During the 2019 summer field season, a team of international researchers led by archaeologists Dr. Julia Clark and Dr. J. Bayarsaikhan worked tirelessly in challenging conditions to salvage what they could from a looted cemetery in northern Mongolia. A series of ridges containing over 70 Mongol era (roughly 600-800 years ago) burials had been targeted by looters in recent years, and the archaeologists worked hard to save what they could from the destruction these criminals left behind. While the most impressive finds are likely long gone into the expansive illegal Asian art market, the team found some amazing finds, including golden objects, intricate delicate silks, and perhaps most interestingly, some ceramic vessels filled with several hundred year old butter and urum (clotted cream). This new assemblage is composed of an incredible array of never before seen artifacts that preserved in the permafrost, and represents a rare glimpse into ancient Mongolian life unrivalled by previous discoveries. During this presentation, Dr. Clark will discuss the significance of these finds, while also discussing the steps being taken to mitigate the impacts of cultural heritage threats in Mongolia.

About the Presenter:

Dr. Julia Clark is the founder and director of NOMAD Science where she organizes field based education experiences in northern Mongolia.
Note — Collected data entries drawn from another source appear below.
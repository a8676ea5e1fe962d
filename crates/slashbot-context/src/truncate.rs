//! Per-call tool-result truncation.

use crate::config::ContextPipelineConfig;

/// Window (in chars) before the limit searched for a newline cut point.
const CUT_SEARCH_WINDOW: usize = 200;

/// Cap a tool result before it is fed back to the model.
///
/// The limit is `min(context_limit * 4 * tool_result_max_context_share,
/// tool_result_hard_max)`, lower-bounded by `tool_result_min_keep`. An
/// over-limit result is cut at the last newline within the final 200
/// characters before the limit (falling back to the limit itself) and a
/// marker noting the elided character count is appended.
#[must_use]
pub fn truncate_tool_result(text: &str, config: &ContextPipelineConfig) -> String {
    #[allow(clippy::cast_precision_loss, clippy::cast_possible_truncation, clippy::cast_sign_loss)]
    let share_limit =
        ((config.context_limit * 4) as f64 * config.tool_result_max_context_share) as usize;
    let max_chars = share_limit
        .min(config.tool_result_hard_max)
        .max(config.tool_result_min_keep);

    let total_chars = text.chars().count();
    if total_chars <= max_chars {
        return text.to_string();
    }

    let limit_byte = byte_index_of_char(text, max_chars);
    let window_start_byte =
        byte_index_of_char(text, max_chars.saturating_sub(CUT_SEARCH_WINDOW));
    let cut_byte = text[window_start_byte..limit_byte]
        .rfind('\n')
        .map_or(limit_byte, |offset| window_start_byte + offset);

    let kept = &text[..cut_byte];
    let elided = total_chars - kept.chars().count();
    format!("{kept}\n\n[... truncated {elided} characters ...]")
}

/// Byte index of the `n`th char (or the string's end).
fn byte_index_of_char(s: &str, n: usize) -> usize {
    s.char_indices().nth(n).map_or(s.len(), |(idx, _)| idx)
}
//! Dual-channel tool results.
//!
//! A [`ToolResult`] carries separate payloads for the model (`for_llm`) and
//! the user surface (`for_user`). The kernel mandates the channel semantics;
//! how a connector renders `for_user` is its own business.

use serde::{Deserialize, Serialize};
use serde_json::Value;

/// Result of a tool execution.
#[derive(Debug, Clone, Default, Serialize, Deserialize)]
pub struct ToolResult {
    /// Whether the tool succeeded.
    pub ok: bool,
    /// Primary output, used when no channel-specific payload is set.
    #[serde(default, skip_serializing_if = "Option::is_none")]
    pub output: Option<String>,
    /// Payload for the user surface.
    #[serde(default, skip_serializing_if = "Option::is_none")]
    pub for_user: Option<String>,
    /// Payload fed back to the model.
    #[serde(default, skip_serializing_if = "Option::is_none")]
    pub for_llm: Option<String>,
    /// Suppress user emission entirely.
    #[serde(default)]
    pub silent: bool,
    /// Error details when `ok` is false.
    #[serde(default, skip_serializing_if = "Option::is_none")]
    pub error: Option<ToolResultError>,
    /// Free-form metadata.
    #[serde(default, skip_serializing_if = "Option::is_none")]
    pub metadata: Option<Value>,
}

impl ToolResult {
    /// Create a successful result with a single output payload.
    pub fn success(output: impl Into<String>) -> Self {
        Self {
            ok: true,
            output: Some(output.into()),
            ..Self::default()
        }
    }

    /// Create a failed result with an error code and message.
    pub fn failure(code: impl Into<String>, message: impl Into<String>) -> Self {
        Self {
            ok: false,
            error: Some(ToolResultError {
                code: code.into(),
                message: message.into(),
                hint: None,
            }),
            ..Self::default()
        }
    }

    /// Set the model-facing payload.
    #[must_use]
    pub fn with_for_llm(mut self, text: impl Into<String>) -> Self {
        self.for_llm = Some(text.into());
        self
    }

    /// Set the user-facing payload.
    #[must_use]
    pub fn with_for_user(mut self, text: impl Into<String>) -> Self {
        self.for_user = Some(text.into());
        self
    }

    /// Mark the result as silent (no user emission).
    #[must_use]
    pub fn silent(mut self) -> Self {
        self.silent = true;
        self
    }

    /// Text fed back to the model: `for_llm`, falling back to `output`,
    /// falling back to the error message.
    #[must_use]
    pub fn llm_text(&self) -> String {
        if let Some(text) = &self.for_llm {
            return text.clone();
        }
        if let Some(text) = &self.output {
            return text.clone();
        }
        match &self.error {
            Some(e) => format!("ERROR [{}] {}", e.code, e.message),
            None => String::new(),
        }
    }

    /// Text for the user surface, unless `silent` is set: `for_user`,
    /// falling back to `output`.
    #[must_use]
    pub fn user_text(&self) -> Option<String> {
        if self.silent {
            return None;
        }
        self.for_user.clone().or_else(|| self.output.clone())
    }
}

/// Error details attached to a failed [`ToolResult`].
#[derive(Debug, Clone, Serialize, Deserialize)]
pub struct ToolResultError {
    /// Stable error code (see [`crate::error_codes`]).
    pub code: String,
    /// Human-readable message.
    pub message: String,
    /// Optional remediation hint.
    #[serde(default, skip_serializing_if = "Option::is_none")]
    pub hint: Option<String>,
}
Dr. Clark is an anthropological archaeologist and cultural heritage expert specializing in the investigation of human-environment and human-animal relationships, risk management strategies in marginal environments, and socio-political organization. She also holds positions at the American Center for Mongolian Studies and Flinders University related to this work. Julia’s main area of research is Mongolia and the Eurasian Steppe where she has been working for over 10 years.

About ACMS:

The American Center for Mongolian Studies (ACMS) is a non-profit organization dedicated to supporting scholarship in Mongolian Studies.
The ACMS Speaker Series are organized in partnership with the U.S. Embassy and the Natsagdorj Library and provides an important platform for researchers engaged in Mongolia to share their experiences and findings with the public. The event promotes information exchange on a variety of subjects related to Mongolia and is free and open to the public.